Artificial intelligence promises to transform human potential. Here’s how we can make sure everyone gets that opportunity. Maria Flynn, CEO of Jobs for the Future, shares new findings about how different people use AI, and four steps to distribute its benefits fairly.
We all knew the artificial intelligence revolution was coming, but few of us anticipated how quickly and thoroughly it would change the ways we work, learn, and live. From medical breakthroughs to climate solutions, these developments offer promises of human potential amplified by intelligent technology.
But history shows us that technological revolutions often come with troubling disparities. The Industrial Revolution, while spurring productivity gains and economic growth, initially displaced skilled artisans and created jobs with dangerous conditions and low pay. Today, the current landscape of AI already shows concerning signs of a widening digital divide, with women and people with less than a bachelor’s degree using generative AI at lower rates than men and people with four-year degrees or above.
Viewed together, the future and the past raise a critical question about AI: Are we building a world that benefits everyone?

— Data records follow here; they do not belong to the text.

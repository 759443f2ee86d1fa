//! RFC 6455 frame layout.
//!
//! ```text
//!  0               1               2               3
//!  7 6 5 4 3 2 1 0 7 6 5 4 3 2 1 0 ...
//! +-+-+-+-+-------+-+-------------+-------------------------------+
//! |F|R|R|R| opcode|M| Payload len |    Extended payload length    |
//! |I|S|S|S|  (4)  |A|     (7)     |            (16/64)            |
//! |N|V|V|V|       |S|             |                               |
//! +-+-+-+-+-------+-+-------------+ - - - - - - - - - - - - - - - +
//! |     Masking-key (0 or 4 bytes), then payload                  |
//! +---------------------------------------------------------------+
//! ```

use bytes::{BufMut, BytesMut};

/// Final fragment flag.
pub const FIN: u8 = 0x80;

/// RSV1..RSV3; no extensions are negotiated so they must be zero.
pub const RSV_MASK: u8 = 0x70;

pub const OPCODE_MASK: u8 = 0x0F;

/// Mask flag in the second header byte.
pub const MASK_BIT: u8 = 0x80;

pub const PAYLOAD_LEN_MASK: u8 = 0x7F;

/// 7-bit length value announcing a 16-bit extended length.
pub const LEN_16: u8 = 126;

/// 7-bit length value announcing a 64-bit extended length.
pub const LEN_64: u8 = 127;

/// Largest payload carried by the 7-bit length itself.
pub const MAX_SHORT_PAYLOAD: usize = 125;

/// Control frames never carry more than this.
pub const MAX_CONTROL_PAYLOAD: usize = 125;

pub const BASE_HEADER_LEN: usize = 2;
pub const MASK_LEN: usize = 4;

/// 2 base bytes, 8 extended length bytes, 4 mask bytes.
pub const MAX_HEADER_LEN: usize = 14;

/// Frame opcodes.
#[derive(Debug, Clone, Copy, PartialEq, Eq, Hash)]
#[repr(u8)]
pub enum Opcode {
    Continuation = 0x0,
    Text = 0x1,
    Binary = 0x2,
    Close = 0x8,
    Ping = 0x9,
    Pong = 0xA,
}

impl Opcode {
    /// Decode the low nibble of a header byte. Reserved opcodes give `None`.
    #[must_use]
    pub const fn from_u8(value: u8) -> Option<Self> {
        match value & OPCODE_MASK {
            0x0 => Some(Self::Continuation),
            0x1 => Some(Self::Text),
            0x2 => Some(Self::Binary),
            0x8 => Some(Self::Close),
            0x9 => Some(Self::Ping),
            0xA => Some(Self::Pong),
            _ => None,
        }
    }

    #[must_use]
    pub const fn as_u8(self) -> u8 {
        self as u8
    }

    #[must_use]
    pub const fn is_control(self) -> bool {
        matches!(self, Self::Close | Self::Ping | Self::Pong)
    }

    #[must_use]
    pub const fn as_str(self) -> &'static str {
        match self {
            Self::Continuation => "CONTINUATION",
            Self::Text => "TEXT",
            Self::Binary => "BINARY",
            Self::Close => "CLOSE",
            Self::Ping => "PING",
            Self::Pong => "PONG",
        }
    }
}

/// Which end of the connection a session plays.
#[derive(Debug, Clone, Copy, PartialEq, Eq)]
pub enum Role {
    /// Accepted side; receives masked frames, sends unmasked ones.
    Server,
    /// Connecting side; masks everything it sends.
    Client,
}

impl Role {
    #[must_use]
    pub const fn expects_masked_input(self) -> bool {
        matches!(self, Self::Server)
    }

    #[must_use]
    pub const fn masks_output(self) -> bool {
        matches!(self, Self::Client)
    }
}

/// The two fixed header bytes, split into fields.
#[derive(Debug, Clone, Copy, PartialEq, Eq)]
pub struct BaseHeader {
    pub fin: bool,
    pub rsv: u8,
    pub opcode: u8,
    pub masked: bool,
    pub len7: u8,
}

impl BaseHeader {
    #[must_use]
    pub const fn parse(b0: u8, b1: u8) -> Self {
        Self {
            fin: b0 & FIN != 0,
            rsv: b0 & RSV_MASK,
            opcode: b0 & OPCODE_MASK,
            masked: b1 & MASK_BIT != 0,
            len7: b1 & PAYLOAD_LEN_MASK,
        }
    }

    /// Bytes that follow the base header: extended length plus mask.
    #[must_use]
    pub const fn ext_len(&self) -> usize {
        ext_header_len(self.len7, self.masked)
    }
}

/// Extended header size for a 7-bit length value and mask flag.
#[must_use]
pub const fn ext_header_len(len7: u8, masked: bool) -> usize {
    let len_bytes = match len7 {
        LEN_16 => 2,
        LEN_64 => 8,
        _ => 0,
    };
    if masked {
        len_bytes + MASK_LEN
    } else {
        len_bytes
    }
}

/// Read the true payload length from the extended header bytes.
///
/// `ext` starts right after the base header. Returns `None` when `ext` is
/// too short for the announced form.
#[must_use]
pub fn decode_payload_len(len7: u8, ext: &[u8]) -> Option<u64> {
    match len7 {
        LEN_16 => ext.get(..2).map(|b| u64::from(u16::from_be_bytes([b[0], b[1]]))),
        LEN_64 => {
            let bytes: [u8; 8] = ext.get(..8)?.try_into().ok()?;
            Some(u64::from_be_bytes(bytes))
        }
        short => Some(u64::from(short)),
    }
}

/// Masking key position inside the extended header, if masked.
#[must_use]
pub fn mask_from_ext(len7: u8, ext: &[u8]) -> Option<[u8; 4]> {
    let at = ext_header_len(len7, false);
    ext.get(at..at + MASK_LEN)?.try_into().ok()
}

/// Append a frame header for a payload of `payload_len` bytes.
pub fn encode_header(buf: &mut BytesMut, first: u8, payload_len: usize, mask: Option<[u8; 4]>) {
    let mask_bit = if mask.is_some() { MASK_BIT } else { 0 };
    buf.put_u8(first);
    if payload_len <= MAX_SHORT_PAYLOAD {
        buf.put_u8(mask_bit | payload_len as u8);
    } else if payload_len <= usize::from(u16::MAX) {
        buf.put_u8(mask_bit | LEN_16);
        buf.put_u16(payload_len as u16);
    } else {
        buf.put_u8(mask_bit | LEN_64);
        buf.put_u64(payload_len as u64);
    }
    if let Some(key) = mask {
        buf.put_slice(&key);
    }
}

/// XOR `data` with `mask`, starting at key offset `pos`.
///
/// Returns the offset to continue with, so a payload split across several
/// buffers can be masked piecewise.
pub fn apply_mask(data: &mut [u8], mask: [u8; 4], pos: usize) -> usize {
    for (i, byte) in data.iter_mut().enumerate() {
        *byte ^= mask[(pos + i) % 4];
    }
    (pos + data.len()) % 4
}
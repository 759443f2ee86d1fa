//! Fan-out distribution.
//!
//! The [`Distributor`] hands one shared copy of a message to every eligible
//! pipe. Copies are refcount bumps on the message chunks, never byte copies.
//!
//! It belongs to a single socket actor and takes `&mut self` everywhere, so
//! no locking is involved.

use crate::message::Message;
use crate::pipe::{Pipe, PipeStatus};
use tracing::trace;

/// Handle to a membership record. Stale keys (after `remove`) never alias a
/// newer record in the same slot.
#[derive(Debug, Clone, Copy, PartialEq, Eq, Hash)]
pub struct DistKey {
    index: u32,
    generation: u32,
}

struct Record<P> {
    pipe: P,
    linked: bool,
}

struct Slot<P> {
    generation: u32,
    record: Option<Record<P>>,
}

/// Broadcast list of pipes.
///
/// Invariant: `count()` equals the number of linked records, and the linked
/// order is the order in which records were marked eligible.
pub struct Distributor<P> {
    slots: Vec<Slot<P>>,
    free: Vec<u32>,
    linked: Vec<DistKey>,
}

impl<P> Default for Distributor<P> {
    fn default() -> Self {
        Self::new()
    }
}

impl<P> Distributor<P> {
    #[must_use]
    pub const fn new() -> Self {
        Self {
            slots: Vec::new(),
            free: Vec::new(),
            linked: Vec::new(),
        }
    }

    /// Number of eligible (linked) pipes.
    #[must_use]
    pub fn count(&self) -> usize {
        self.linked.len()
    }

    /// Number of attached pipes, eligible or not.
    #[must_use]
    pub fn attached(&self) -> usize {
        self.slots.len() - self.free.len()
    }

    fn record(&self, key: DistKey) -> Option<&Record<P>> {
        let slot = self.slots.get(key.index as usize)?;
        if slot.generation != key.generation {
            return None;
        }
        slot.record.as_ref()
    }

    fn record_mut(&mut self, key: DistKey) -> Option<&mut Record<P>> {
        let slot = self.slots.get_mut(key.index as usize)?;
        if slot.generation != key.generation {
            return None;
        }
        slot.record.as_mut()
    }

    /// Attach a pipe. The record is not eligible until [`mark_eligible`](Self::mark_eligible).
    pub fn add(&mut self, pipe: P) -> DistKey {
        let record = Record {
            pipe,
            linked: false,
        };
        if let Some(index) = self.free.pop() {
            let slot = &mut self.slots[index as usize];
            slot.record = Some(record);
            return DistKey {
                index,
                generation: slot.generation,
            };
        }
        assert!(self.slots.len() < u32::MAX as usize, "distributor slot space exhausted");
        let index = self.slots.len() as u32;
        self.slots.push(Slot {
            generation: 0,
            record: Some(record),
        });
        DistKey {
            index,
            generation: 0,
        }
    }

    /// Link the record at the end of the broadcast order.
    ///
    /// Returns `false` for unknown keys. Marking an already linked record is a
    /// no-op.
    pub fn mark_eligible(&mut self, key: DistKey) -> bool {
        let Some(record) = self.record_mut(key) else {
            return false;
        };
        if !record.linked {
            record.linked = true;
            self.linked.push(key);
        }
        true
    }

    /// Detach a pipe, unlinking it first if needed, and give it back.
    pub fn remove(&mut self, key: DistKey) -> Option<P> {
        let slot = self.slots.get_mut(key.index as usize)?;
        if slot.generation != key.generation {
            return None;
        }
        let record = slot.record.take()?;
        slot.generation = slot.generation.wrapping_add(1);
        self.free.push(key.index);
        if record.linked {
            self.linked.retain(|k| *k != key);
        }
        Some(record.pipe)
    }

    #[must_use]
    pub fn is_eligible(&self, key: DistKey) -> bool {
        self.record(key).is_some_and(|r| r.linked)
    }

    #[must_use]
    pub fn pipe(&self, key: DistKey) -> Option<&P> {
        self.record(key).map(|r| &r.pipe)
    }

    pub fn pipe_mut(&mut self, key: DistKey) -> Option<&mut P> {
        self.record_mut(key).map(|r| &mut r.pipe)
    }
}

impl<P: Pipe> Distributor<P> {
    /// Send one share of `msg` to every eligible pipe except `exclude`.
    ///
    /// With no eligible pipes the message is released. A pipe answering
    /// [`PipeStatus::Release`] is unlinked on the spot. Returns the number of
    /// pipes the message was handed to.
    pub fn broadcast(&mut self, msg: Message, exclude: Option<DistKey>) -> usize {
        if self.linked.is_empty() {
            trace!("[Distributor] no eligible pipes, dropping {} bytes", msg.len());
            return 0;
        }

        let mut shares = msg.share(self.linked.len());
        let mut delivered = 0;
        let mut i = 0;

        while i < self.linked.len() {
            let key = self.linked[i];
            let Some(copy) = shares.next() else {
                break;
            };

            if exclude == Some(key) {
                drop(copy);
                i += 1;
                continue;
            }

            let Some(record) = self.record_mut(key) else {
                unreachable!("linked key without a record");
            };
            let status = record.pipe.send(copy);
            delivered += 1;

            match status {
                PipeStatus::Ready => i += 1,
                PipeStatus::Release => {
                    trace!("[Distributor] {} released after send", record.pipe.id());
                    record.linked = false;
                    self.linked.remove(i);
                }
            }
        }

        delivered
    }
}
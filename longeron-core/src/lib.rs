//! Longeron Core
//!
//! This crate contains the transport-agnostic building blocks:
//! - Refcounted, resizable message chunks (`chunk`)
//! - Three-chunk messages with ancillary records (`message`)
//! - The pipe abstraction a socket sends through (`pipe`)
//! - Fan-out distribution with in-flight pruning (`dist`)
//! - Socket-side pipe hooks and a broadcast socket core (`fanout`)
//! - Zero-copy compio write buffers (`iobuf`)
//! - Transport lifecycle events (`monitor`)
//! - Error types (`error`)

// Only `chunk` and `iobuf` opt back into unsafe code
#![cfg_attr(not(test), deny(unsafe_code))]
// Allow some pedantic lints that are intentional in this crate
#![allow(clippy::cast_possible_truncation)]
#![allow(clippy::module_name_repetitions)]
#![allow(clippy::needless_pass_by_value)]
pub mod chunk;
pub mod dist;
pub mod error;
pub mod fanout;
pub mod iobuf;
pub mod message;
pub mod monitor;
pub mod pipe;

// Optional: a small prelude to make downstream crates ergonomic.
// Keep it minimal to avoid API lock-in.
pub mod prelude {
    pub use crate::chunk::{Chunk, Shares};
    pub use crate::dist::{DistKey, Distributor};
    pub use crate::error::{CoreError, Result};
    pub use crate::fanout::{Fanout, PipeHooks};
    pub use crate::iobuf::IoBytes;
    pub use crate::message::{Message, MessageShares};
    pub use crate::monitor::{TransportEvent, TransportMonitor};
    pub use crate::pipe::{Pipe, PipeId, PipeStatus};
}
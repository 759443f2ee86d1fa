//! Pipe hooks for socket types built on the [`Distributor`].
//!
//! A transport attaches a pipe with `add`, reports it writable with
//! `writable`, and detaches it with `remove`. `Fanout` is the plain
//! broadcast socket core: every outgoing message goes to all writable pipes.

use crate::dist::{DistKey, Distributor};
use crate::message::Message;
use crate::pipe::Pipe;
use tracing::debug;

/// Hooks a socket type exposes to transports.
pub trait PipeHooks<P: Pipe> {
    /// A new connection finished its handshake.
    fn add(&mut self, pipe: P) -> DistKey;

    /// The connection is gone. Returns the pipe to its transport.
    fn remove(&mut self, key: DistKey) -> Option<P>;

    /// The pipe has an inbound message ready.
    fn readable(&mut self, key: DistKey);

    /// The pipe can accept an outbound message again.
    fn writable(&mut self, key: DistKey);
}

/// Broadcast-only socket core.
pub struct Fanout<P> {
    dist: Distributor<P>,
    readable: Vec<DistKey>,
}

impl<P> Default for Fanout<P> {
    fn default() -> Self {
        Self::new()
    }
}

impl<P> Fanout<P> {
    #[must_use]
    pub const fn new() -> Self {
        Self {
            dist: Distributor::new(),
            readable: Vec::new(),
        }
    }

    /// Number of pipes currently writable.
    #[must_use]
    pub fn writable_count(&self) -> usize {
        self.dist.count()
    }

    /// Pipes that reported inbound data, oldest first. Cleared on read.
    pub fn take_readable(&mut self) -> Vec<DistKey> {
        std::mem::take(&mut self.readable)
    }

    #[must_use]
    pub const fn distributor(&self) -> &Distributor<P> {
        &self.dist
    }
}

impl<P: Pipe> Fanout<P> {
    /// Send to every writable pipe. Returns how many pipes took the message.
    pub fn send(&mut self, msg: Message) -> usize {
        self.dist.broadcast(msg, None)
    }

    /// Send to every writable pipe except the one identified by `origin`,
    /// the forwarding rule of bus-style sockets.
    pub fn send_except(&mut self, msg: Message, origin: DistKey) -> usize {
        self.dist.broadcast(msg, Some(origin))
    }
}

impl<P: Pipe> PipeHooks<P> for Fanout<P> {
    fn add(&mut self, pipe: P) -> DistKey {
        debug!("[Fanout] attaching {}", pipe.id());
        self.dist.add(pipe)
    }

    fn remove(&mut self, key: DistKey) -> Option<P> {
        self.readable.retain(|k| *k != key);
        let pipe = self.dist.remove(key)?;
        debug!("[Fanout] detached {}", pipe.id());
        Some(pipe)
    }

    fn readable(&mut self, key: DistKey) {
        if !self.readable.contains(&key) {
            self.readable.push(key);
        }
    }

    fn writable(&mut self, key: DistKey) {
        self.dist.mark_eligible(key);
    }
}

Four Actions for Shared AI Prosperity
Knowing both AI’s potential and risks, it’s more important than ever to be clear about what we consider success in a world powered by AI. At Jobs for the Future, we believe that the standard of success needs to be whether AI makes all of us better off—through higher-quality jobs, wealth-building opportunities, and economic success. This will require a systems-wide effort to move us toward a vision for an AI-enabled future that results in shared prosperity.
There are four key actions we can take:
Use AI to create and grow innovation, and design quality jobs to unlock uniquely human capabilities: We are quickly moving to a world of AI augmentation. Jensen Huang, CEO of NVIDIA, predicted that the “IT department of every company is going to be the HR department of AI agents in the future.” Companies are being built on the promise of autonomous AI agents to take on workflows. The potential of AI to drive economic success is profound; JFF’s recent survey showed that 8% of workers are already using AI to start or grow businesses, and the number rises to 11% among people of color. However, too much of the current narrative focuses narrowly on efficiency and cost-savings as the marker of success. The real promise lies in using AI to level up teams and produce exceptional solutions, like in a recent study done with Procter and Gamble employees, where individuals and teams working in combination with AI produced better solutions than individuals and teams not using AI. To realize the value of true innovation with AI, we should focus on supporting workers, who will help drive that innovation, and on instituting structures where employees can take an active role in the development and deployment of AI. As roles may shift and change as a result of AI, they should prioritize uniquely human skills and job quality. Only then will we capitalize on the potential of AI.
Empower learners and workers with the skills and supports they need to pursue economic opportunities in the age of AI: As AI dramatically changes the landscape of jobs and skills, workers and learners will need support in identifying and training for the best-fit opportunities for them. With countries around the world, such as China, Singapore, and Finland already making strides on universal AI literacy, this will be a key driver of U.S. economic competitiveness and a powerful tool towards achieving JFF’s vision that by 2033, 75 million Americans facing barriers to economic advancement will have quality jobs. While job details may change, we know that training people in foundational AI literacy will be critical to give people the tools to leverage AI’s benefits, and that future-ready skills such as durable skills, entrepreneurship, computational thinking, and data literacy will be evergreen. On top of that, supporting workers to seek out new career opportunities, through social capital, career navigation, and coaching, will be needed in an AI-powered world.
Ensure all can shape and benefit from AI’s potential to shape opportunity: Outputs of AI are a reflection of the data it is trained on and the people who create it. Currently, people of color and women are underrepresented in developing and creating AI technologies, which leaves room for biased and ineffective systems. We need more people at the table to build and shape AI across the adoption lifecycle. This starts with access to the technology itself—including closing digital divides to ensure connectivity to use the tools and free access to advanced models. This also includes expanding access to training and careers in AI, so that the people building AI models and tools better reflect populations facing barriers to advancement. Lastly, this extends to more people benefiting from AI training approaches as well as actively contributing to the development of AI-powered technologies.
Prepare education and workforce systems for a transformed future: AI is transforming the way we work and learn at a rapid pace. Recent research from Harvard bears this out, showing that occupational churn has accelerated since 2019, likely as a result of AI. As AI technologies continue to advance and adoption grows, the impact will continually shift and change what jobs look like, what skills are needed, and what occupations face major disruption. Our education and workforce systems must become more flexible and responsive to these rapid changes in order to better support workers and learners. Building responsive infrastructure, like real-time labor market data, digital credentials and LERs, lifelong learning accounts, and transitional assistance, will lay a foundation for agility. Institutional capacity building to adopt AI and novel approaches to creating curriculum, assessment, and learning programs will also be key.
The unprecedented speed of AI development gives us both an extraordinary opportunity and a profound responsibility. We can use these powerful tools to create a more prosperous, equitable, and fulfilling economic future—but only if we intentionally design for that outcome.